A conservation officer in the Castlegar area says he’s frustrated with farmers after seeing three female grizzlies killed earlier this month in the Passmore area.
He says local farmers are not doing enough to protect their properties from bears, resulting in more animal deaths.
“We’re killing grizzly bears for the sake of an $8 chicken,” says officer Blair Thin. “That’s just a little inappropriate.”
Thin says the grizzly bear sow and her two yearling cubs were first spotted in early September in the Paulson Summit and Merry Creek areas.
“The bears were reported healthy looking, a good-looking sow with two cubs, not causing any problems whatsoever,” he says. “Just sightings, posing for pictures by the highway, that kind of thing.”
However, the animals made their way to the Pass Creek area, and began making nuisances of themselves, wandering onto properties and killing chickens — “fast food for bears,” says Thin.
“We have to manage these attractants,” he says. “It’s inevitable you are going to have a black bear or grizzly eating your chickens if you have them running around free range.”
Little is being done by livestock owners to reduce the chance of confrontation, says Thin.
“We found it quite concerning [that] most of the properties did not have any sort of electric fencing, and the ones that did had it completely wrong,” he says.
Eventually, conservation officers had to intervene.
“Nobody had the electric fencing set up prior to the bears showing up,” he says. “The key is to have the fencing set up and working before the bears show up.”
On Oct. 2, the animals were captured in culvert traps, tagged, sampled, and relocated the next day about 30 kilometres away, at the upper end of their home range, near Mount Stanley.
“It was late in the year, which was not an ideal time to relocate bears,” says Thin. “But because the bears were all females, the decision was made to try to retain the females in the population.

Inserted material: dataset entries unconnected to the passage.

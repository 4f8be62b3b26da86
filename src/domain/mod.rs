// SPDX-License-Identifier: MPL-2.0
//! Domain layer - plain data types with no toolkit dependencies.
//!
//! # Modules
//!
//! - [`slider`]: Page sequence and surface geometry
//!   ([`PageSet`](slider::PageSet), [`ScrollRange`](slider::ScrollRange),
//!   [`DeviceClass`](slider::DeviceClass))

pub mod slider;
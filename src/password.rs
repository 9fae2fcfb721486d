//! Password generation and strength scoring.

use rand::seq::SliceRandom;
use rand::Rng;

use crate::models::*;

const LOWERCASE: &str = "abcdefghijklmnopqrstuvwxyz";
const UPPERCASE: &str = "ABCDEFGHIJKLMNOPQRSTUVWXYZ";
const DIGITS: &str = "0123456789";
const SYMBOLS: &str = "!@#$%^&*()-_=+[]{};:,.<>/?";

pub const MIN_LENGTH: usize = 8;
pub const MAX_LENGTH: usize = 64;

/// Crack times under an hour make a high score suspect.
const GUESSABLE_BELOW_SECS: f64 = 3600.0;

/// Random password drawn from the selected character classes.
///
/// Length is clamped to `MIN_LENGTH..=MAX_LENGTH`.
pub fn generate_password(options: &PasswordOptions) -> String {
    let mut pool: Vec<char> = LOWERCASE.chars().collect();
    if options.uppercase {
        pool.extend(UPPERCASE.chars());
    }
    if options.digits {
        pool.extend(DIGITS.chars());
    }
    if options.symbols {
        pool.extend(SYMBOLS.chars());
    }

    let length = options.length.clamp(MIN_LENGTH, MAX_LENGTH);
    let mut rng = rand::rng();
    let mut chars: Vec<char> = (0..length)
        .map(|_| pool[rng.random_range(0..pool.len())])
        .collect();
    chars.shuffle(&mut rng);
    chars.into_iter().collect()
}

/// Scores how hard a password is to guess. Pure and infallible.
pub trait StrengthEstimator: Send + Sync {
    fn score(&self, candidate: &str, user_inputs: &[&str]) -> StrengthScore;
}

/// Estimator backed by zxcvbn.
#[derive(Debug, Clone, Copy, Default)]
pub struct ZxcvbnEstimator;

impl StrengthEstimator for ZxcvbnEstimator {
    fn score(&self, candidate: &str, user_inputs: &[&str]) -> StrengthScore {
        let entropy = match zxcvbn::zxcvbn(candidate, user_inputs) {
            Ok(entropy) => entropy,
            Err(_) => return blank_score(),
        };

        let (warning, suggestions) = match entropy.feedback().as_ref() {
            Some(feedback) => (
                feedback.warning().map(|w| w.to_string()),
                feedback.suggestions().iter().map(|s| s.to_string()).collect(),
            ),
            None => (None, Vec::new()),
        };

        StrengthScore {
            score: entropy.score().min(4),
            warning,
            suggestions,
            crack_time_display: entropy
                .crack_times()
                .offline_fast_hashing_1e10_per_second()
                .to_string(),
            crack_time_seconds: entropy.guesses() as f64 / 1e10,
        }
    }
}

fn blank_score() -> StrengthScore {
    StrengthScore {
        score: 0,
        warning: Some("Please enter a password to check its strength.".to_string()),
        suggestions: Vec::new(),
        crack_time_display: "instant".to_string(),
        crack_time_seconds: 0.0,
    }
}

/// Score `candidate` and interpret the result for display.
pub fn check_strength(
    estimator: &dyn StrengthEstimator,
    candidate: &str,
    user_inputs: &[String],
) -> StrengthReport {
    if candidate.is_empty() {
        return strength_report(blank_score());
    }
    let inputs: Vec<&str> = user_inputs.iter().map(String::as_str).collect();
    strength_report(estimator.score(candidate, &inputs))
}

/// Turn a raw score into levels and feedback lines.
pub fn strength_report(score: StrengthScore) -> StrengthReport {
    let level = StrengthLevel::from_score(score.score);
    let potentially_guessable = score.score >= 3 && score.crack_time_seconds < GUESSABLE_BELOW_SECS;

    let mut feedback = Vec::new();
    if potentially_guessable {
        feedback.push(format!(
            "Rated {} but contains patterns or words that make it easier to guess than the score suggests.",
            level.label()
        ));
    }
    feedback.push(format!("Overall score: {}/4", score.score));
    if let Some(warning) = score.warning {
        feedback.push(format!("Warning: {}", warning));
    }
    for suggestion in score.suggestions {
        feedback.push(format!("Suggestion: {}", suggestion));
    }
    feedback.push(format!(
        "Estimated time to crack (fast offline hashing): {}",
        score.crack_time_display
    ));

    StrengthReport {
        score: score.score,
        level,
        potentially_guessable,
        feedback,
        crack_time_display: score.crack_time_display,
    }
}
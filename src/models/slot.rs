use std::fmt;

use serde::{Deserialize, Serialize};

/// Location of one piece of generatable content within a session:
/// a training module plus the sub-task inside it.
///
/// Keys are unique per session; writing to a key replaces whatever the slot
/// held before.
#[derive(Debug, Clone, PartialEq, Eq, Hash, PartialOrd, Ord, Serialize, Deserialize)]
pub struct SlotKey {
    pub module: String,
    pub slot: String,
}

impl SlotKey {
    pub fn new(module: impl Into<String>, slot: impl Into<String>) -> Self {
        Self {
            module: module.into(),
            slot: slot.into(),
        }
    }
}

impl fmt::Display for SlotKey {
    fn fmt(&self, f: &mut fmt::Formatter<'_>) -> fmt::Result {
        write!(f, "{}/{}", self.module, self.slot)
    }
}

It would be a pretty big hit on the population to lose three females in one fell swoop.”
It didn’t take long for the animals to return. They were spotted a few days later in the Deer Creek area and eventually began making their way towards the Passmore area.
“They once again started predating on the chickens, free-range chickens, unprotected livestock feed, that kind of thing,” says Thin. “We were surprised and concerned again that people hadn’t taken the effort to put up electric fences, and the ones that did weren’t doing it properly.
“There was never an incident of a direct threat to public safety,” says Thin. “But they were exhibiting some extreme habituation and conditioning. They were reluctant to being scared off by dogs or human activity.”
Conservation officers tried to capture the animals again, without success.
Then the inevitable happened. A Passmore farmer, feeling threatened, shot and killed the sow. Conservation officers responded, and in consultation with the B.C. Fish and Wildlife Branch, killed the mother’s two cubs.
Thin says it’s a shame.
“When I’m the one processing a bear after they’ve been destroyed… we’re just looking at these beautiful bears, three females… it’s a beautiful thing,” he says. “But you look at them and you realize, they’re dead, they don’t exist anymore, it’s really sad.
“This is a 100 per cent avoidable scenario. And I don’t mean through a lot of effort or a lot of work. No, it’s through a simple tool — electric fencing would have prevented this in a heartbeat.”
He hopes farmers and farm hobbyists will take the opportunity to do what’s right, and electrify their properties.
“Even though these bears are gone and removed and they’re not a threat anymore, you are always going to have bears in that area,” he says. “You can get an electric fence, it’s being subsidized 50 per cent. It’s being handed to you with a bow on it. Take advantage of it.”
A free workshop on electrification is being held on Saturday, Nov. 17 at 2 p.m. at the Pass Creek Community Hall. It will feature Gillian Sanders from Grizzly Bear Solutions talking about fencing and grizzly bear safety.